West Virginia property owners generally have a legal responsibility to maintain a reasonably safe environment for visitors and patrons. Someone hurt in a slip and fall or similar accident, however, might encounter difficulty collecting compensation for the injuries if a court finds that the person knowingly assumed the risk of a recognizably dangerous activity.
This exception to premises liability occasionally spares property owners from paying damages. For example, a court sided with the defendant in a case that pitted a concert venue against a concert attendee. The man who attended a hardcore rock concert was injured when another person kicked his left leg. The man had been standing in front of the mosh pit where people dance erratically and jump on each other. He blamed the concert venue for his injury, but his testimony about participating in mosh pits at other concerts proved to the court that he was well aware of the risks.

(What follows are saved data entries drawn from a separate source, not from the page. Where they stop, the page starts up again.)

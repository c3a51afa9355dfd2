//! Prometheus metrics for an organize run.
//!
//! Counters cover discovery, classification, provider lookups, placement
//! decisions, and per-file failures. [`encode_metrics`] renders the
//! registry in text exposition format for the CLI's `metrics_path`.

use once_cell::sync::Lazy;
use prometheus::{
    Encoder, HistogramOpts, HistogramVec, IntCounter, IntCounterVec, Opts, Registry, TextEncoder,
};
use tracing::warn;

/// Registry holding every metric below.
pub static REGISTRY: Lazy<Registry> = Lazy::new(|| {
    let registry = Registry::new();
    for metric in all_metrics() {
        if let Err(e) = registry.register(metric) {
            warn!("Failed to register metric: {}", e);
        }
    }
    registry
});

// =============================================================================
// Discovery and classification
// =============================================================================

/// Candidate files yielded by discovery.
pub static FILES_DISCOVERED: Lazy<IntCounter> = Lazy::new(|| {
    IntCounter::new(
        "arkivist_files_discovered_total",
        "Total candidate files discovered",
    )
    .unwrap()
});

/// Classification outcomes.
pub static CLASSIFICATIONS: Lazy<IntCounterVec> = Lazy::new(|| {
    IntCounterVec::new(
        Opts::new(
            "arkivist_classifications_total",
            "Total classifications by outcome",
        ),
        &["outcome"], // "classified", "no_isbn", "no_metadata"
    )
    .unwrap()
});

/// Metadata provider lookups.
pub static PROVIDER_LOOKUPS: Lazy<IntCounterVec> = Lazy::new(|| {
    IntCounterVec::new(
        Opts::new(
            "arkivist_provider_lookups_total",
            "Total metadata provider lookups",
        ),
        &["provider", "result"], // result: "found", "incomplete", "empty", "error"
    )
    .unwrap()
});

// =============================================================================
// Placement
// =============================================================================

/// Placement decisions.
pub static PLACEMENTS: Lazy<IntCounterVec> = Lazy::new(|| {
    IntCounterVec::new(
        Opts::new("arkivist_placements_total", "Total placement decisions"),
        &["decision"], // "noop", "move", "move_with_suffix", "abandon"
    )
    .unwrap()
});

/// Files skipped because of an error.
pub static FILE_FAILURES: Lazy<IntCounterVec> = Lazy::new(|| {
    IntCounterVec::new(
        Opts::new("arkivist_file_failures_total", "Total per-file failures"),
        &["kind"],
    )
    .unwrap()
});

/// Wall time spent on one file, classification through placement.
pub static FILE_DURATION: Lazy<HistogramVec> = Lazy::new(|| {
    HistogramVec::new(
        HistogramOpts::new(
            "arkivist_file_duration_seconds",
            "Duration of processing one candidate file",
        )
        .buckets(vec![0.01, 0.05, 0.1, 0.25, 0.5, 1.0, 2.5, 5.0, 15.0, 60.0]),
        &[],
    )
    .unwrap()
});

// =============================================================================
// Helper functions
// =============================================================================

/// Get all metrics for registration in a registry.
pub fn all_metrics() -> Vec<Box<dyn prometheus::core::Collector>> {
    vec![
        Box::new(FILES_DISCOVERED.clone()),
        Box::new(CLASSIFICATIONS.clone()),
        Box::new(PROVIDER_LOOKUPS.clone()),
        Box::new(PLACEMENTS.clone()),
        Box::new(FILE_FAILURES.clone()),
        Box::new(FILE_DURATION.clone()),
    ]
}

/// Encode all metrics as Prometheus text format.
pub fn encode_metrics() -> Result<String, prometheus::Error> {
    let encoder = TextEncoder::new();
    let mut buffer = Vec::new();
    encoder.encode(&REGISTRY.gather(), &mut buffer)?;
    String::from_utf8(buffer).map_err(|e| prometheus::Error::Msg(e.to_string()))
}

Similarly, a woman who danced on a bar top and fell failed to win her case against the owner because she said that she had gotten on top of the bar voluntarily and understood that she might fall. In that case, the court decided that she had knowingly assumed the risks of dancing in an elevated area.
Although the assumption of risk doctrine exists, most cases assign liability to the property owner. Someone hurt while visiting a property could obtain more information from an attorney about how to possibly recover damages. An attorney could review the circumstances of the injury to see if elements such as defective design, inadequate lighting or a wet floor caused the accident.